Records supplied:
━━━
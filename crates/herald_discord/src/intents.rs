//! Gateway intent resolution from configuration.
//!
//! Names are matched case-insensitively with the `GUILD_` prefix optional,
//! so `GUILD_MEMBERS`, `members` and `Members` are the same intent. The
//! lowercase discord.py names (`dm_messages`, `guild_reactions`, ...) are
//! accepted as well. Integers are bit positions.

use herald_core::{IntentPreset, IntentToggle};
use serenity::all::GatewayIntents;
use tracing::{info, warn};

/// Known intent names. Aliases map to the same flags.
const INTENT_NAMES: &[(&str, GatewayIntents)] = &[
    ("GUILDS", GatewayIntents::GUILDS),
    ("MEMBERS", GatewayIntents::GUILD_MEMBERS),
    ("MODERATION", GatewayIntents::GUILD_MODERATION),
    ("BANS", GatewayIntents::GUILD_MODERATION),
    ("EMOJIS_AND_STICKERS", GatewayIntents::GUILD_EMOJIS_AND_STICKERS),
    ("EMOJIS", GatewayIntents::GUILD_EMOJIS_AND_STICKERS),
    ("INTEGRATIONS", GatewayIntents::GUILD_INTEGRATIONS),
    ("WEBHOOKS", GatewayIntents::GUILD_WEBHOOKS),
    ("INVITES", GatewayIntents::GUILD_INVITES),
    ("VOICE_STATES", GatewayIntents::GUILD_VOICE_STATES),
    ("PRESENCES", GatewayIntents::GUILD_PRESENCES),
    ("MESSAGES", GatewayIntents::GUILD_MESSAGES),
    ("MESSAGE_REACTIONS", GatewayIntents::GUILD_MESSAGE_REACTIONS),
    ("REACTIONS", GatewayIntents::GUILD_MESSAGE_REACTIONS),
    ("MESSAGE_TYPING", GatewayIntents::GUILD_MESSAGE_TYPING),
    ("TYPING", GatewayIntents::GUILD_MESSAGE_TYPING),
    ("DIRECT_MESSAGES", GatewayIntents::DIRECT_MESSAGES),
    ("DM_MESSAGES", GatewayIntents::DIRECT_MESSAGES),
    ("DIRECT_MESSAGE_REACTIONS", GatewayIntents::DIRECT_MESSAGE_REACTIONS),
    ("DM_REACTIONS", GatewayIntents::DIRECT_MESSAGE_REACTIONS),
    ("DIRECT_MESSAGE_TYPING", GatewayIntents::DIRECT_MESSAGE_TYPING),
    ("DM_TYPING", GatewayIntents::DIRECT_MESSAGE_TYPING),
    ("MESSAGE_CONTENT", GatewayIntents::MESSAGE_CONTENT),
    ("SCHEDULED_EVENTS", GatewayIntents::GUILD_SCHEDULED_EVENTS),
    (
        "AUTO_MODERATION_CONFIGURATION",
        GatewayIntents::AUTO_MODERATION_CONFIGURATION,
    ),
    ("AUTO_MODERATION_EXECUTION", GatewayIntents::AUTO_MODERATION_EXECUTION),
];

/// Base intents for a preset.
pub fn preset_intents(preset: IntentPreset) -> GatewayIntents {
    match preset {
        IntentPreset::None => GatewayIntents::empty(),
        IntentPreset::Default => GatewayIntents::non_privileged(),
        IntentPreset::All => GatewayIntents::all(),
    }
}

/// Look up an intent by name, ignoring case and the `GUILD_` prefix.
pub fn intent_by_name(name: &str) -> Option<GatewayIntents> {
    let upper = name.trim().to_ascii_uppercase();
    let key = upper.strip_prefix("GUILD_").unwrap_or(&upper);
    INTENT_NAMES
        .iter()
        .find(|(known, _)| *known == key)
        .map(|(_, intent)| *intent)
}

/// Intent for a bit position, if the platform defines one there.
pub fn intent_by_bit(bit: u32) -> Option<GatewayIntents> {
    let flags = 1u64.checked_shl(bit)?;
    let intent = GatewayIntents::from_bits_truncate(flags);
    (!intent.is_empty()).then_some(intent)
}

/// Apply toggles to a preset.
///
/// Unknown names and bits are logged and skipped.
pub fn resolve_intents(preset: IntentPreset, toggles: &[IntentToggle]) -> GatewayIntents {
    let mut intents = preset_intents(preset);

    for toggle in toggles {
        let (intent, enable) = match toggle {
            IntentToggle::Bit(bit) => {
                let intent = u32::try_from(bit.unsigned_abs())
                    .ok()
                    .and_then(intent_by_bit);
                (intent, *bit >= 0)
            }
            IntentToggle::Name(name) => match name.strip_prefix('-') {
                Some(name) => (intent_by_name(name), false),
                None => (intent_by_name(name.strip_prefix('+').unwrap_or(name)), true),
            },
        };

        let Some(intent) = intent else {
            warn!(?toggle, "Unknown intent, skipping");
            continue;
        };

        if enable {
            info!(intent = ?intent, "Enabling intent");
            intents.insert(intent);
        } else {
            info!(intent = ?intent, "Disabling intent");
            intents.remove(intent);
        }
    }

    intents
}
━━━
Exercise objective:
When you answer, repeat each entry exactly as it appears above.

Result of this task:
filename crates/herald_discord/src/intents.rs
//! Gateway intent resolution from configuration.
//!
//! Names are matched case-insensitively with the `GUILD_` prefix optional,
//! so `GUILD_MEMBERS`, `members` and `Members` are the same intent. The
//! lowercase discord.py names (`dm_messages`, `guild_reactions`, ...) are
//! accepted as well. Integers are bit positions.

use herald_core::{IntentPreset, IntentToggle};
use serenity::all::GatewayIntents;
use tracing::{info, warn};

/// Known intent names. Aliases map to the same flags.
const INTENT_NAMES: &[(&str, GatewayIntents)] = &[
    ("GUILDS", GatewayIntents::GUILDS),
    ("MEMBERS", GatewayIntents::GUILD_MEMBERS),
    ("MODERATION", GatewayIntents::GUILD_MODERATION),
    ("BANS", GatewayIntents::GUILD_MODERATION),
    ("EMOJIS_AND_STICKERS", GatewayIntents::GUILD_EMOJIS_AND_STICKERS),
    ("EMOJIS", GatewayIntents::GUILD_EMOJIS_AND_STICKERS),
    ("INTEGRATIONS", GatewayIntents::GUILD_INTEGRATIONS),
    ("WEBHOOKS", GatewayIntents::GUILD_WEBHOOKS),
    ("INVITES", GatewayIntents::GUILD_INVITES),
    ("VOICE_STATES", GatewayIntents::GUILD_VOICE_STATES),
    ("PRESENCES", GatewayIntents::GUILD_PRESENCES),
    ("MESSAGES", GatewayIntents::GUILD_MESSAGES),
    ("MESSAGE_REACTIONS", GatewayIntents::GUILD_MESSAGE_REACTIONS),
    ("REACTIONS", GatewayIntents::GUILD_MESSAGE_REACTIONS),
    ("MESSAGE_TYPING", GatewayIntents::GUILD_MESSAGE_TYPING),
    ("TYPING", GatewayIntents::GUILD_MESSAGE_TYPING),
    ("DIRECT_MESSAGES", GatewayIntents::DIRECT_MESSAGES),
    ("DM_MESSAGES", GatewayIntents::DIRECT_MESSAGES),
    ("DIRECT_MESSAGE_REACTIONS", GatewayIntents::DIRECT_MESSAGE_REACTIONS),
    ("DM_REACTIONS", GatewayIntents::DIRECT_MESSAGE_REACTIONS),
    ("DIRECT_MESSAGE_TYPING", GatewayIntents::DIRECT_MESSAGE_TYPING),
    ("DM_TYPING", GatewayIntents::DIRECT_MESSAGE_TYPING),
    ("MESSAGE_CONTENT", GatewayIntents::MESSAGE_CONTENT),
    ("SCHEDULED_EVENTS", GatewayIntents::GUILD_SCHEDULED_EVENTS),
    (
        "AUTO_MODERATION_CONFIGURATION",
        GatewayIntents::AUTO_MODERATION_CONFIGURATION,
    ),
    ("AUTO_MODERATION_EXECUTION", GatewayIntents::AUTO_MODERATION_EXECUTION),
];

/// Base intents for a preset.
pub fn preset_intents(preset: IntentPreset) -> GatewayIntents {
    match preset {
        IntentPreset::None => GatewayIntents::empty(),
        IntentPreset::Default => GatewayIntents::non_privileged(),
        IntentPreset::All => GatewayIntents::all(),
    }
}

/// Look up an intent by name, ignoring case and the `GUILD_` prefix.
pub fn intent_by_name(name: &str) -> Option<GatewayIntents> {
    let upper = name.trim().to_ascii_uppercase();
    let key = upper.strip_prefix("GUILD_").unwrap_or(&upper);
    INTENT_NAMES
        .iter()
        .find(|(known, _)| *known == key)
        .map(|(_, intent)| *intent)
}

/// Intent for a bit position, if the platform defines one there.
pub fn intent_by_bit(bit: u32) -> Option<GatewayIntents> {
    let flags = 1u64.checked_shl(bit)?;
    let intent = GatewayIntents::from_bits_truncate(flags);
    (!intent.is_empty()).then_some(intent)
}

/// Apply toggles to a preset.
///
/// Unknown names and bits are logged and skipped.
pub fn resolve_intents(preset: IntentPreset, toggles: &[IntentToggle]) -> GatewayIntents {
    let mut intents = preset_intents(preset);

    for toggle in toggles {
        let (intent, enable) = match toggle {
            IntentToggle::Bit(bit) => {
                let intent = u32::try_from(bit.unsigned_abs())
                    .ok()
                    .and_then(intent_by_bit);
                (intent, *bit >= 0)
            }
            IntentToggle::Name(name) => match name.strip_prefix('-') {
                Some(name) => (intent_by_name(name), false),
                None => (intent_by_name(name.strip_prefix('+').unwrap_or(name)), true),
            },
        };

        let Some(intent) = intent else {
            warn!(?toggle, "Unknown intent, skipping");
            continue;
        };

        if enable {
            info!(intent = ?intent, "Enabling intent");
            intents.insert(intent);
        } else {
            info!(intent = ?intent, "Disabling intent");
            intents.remove(intent);
        }
    }

    intents
}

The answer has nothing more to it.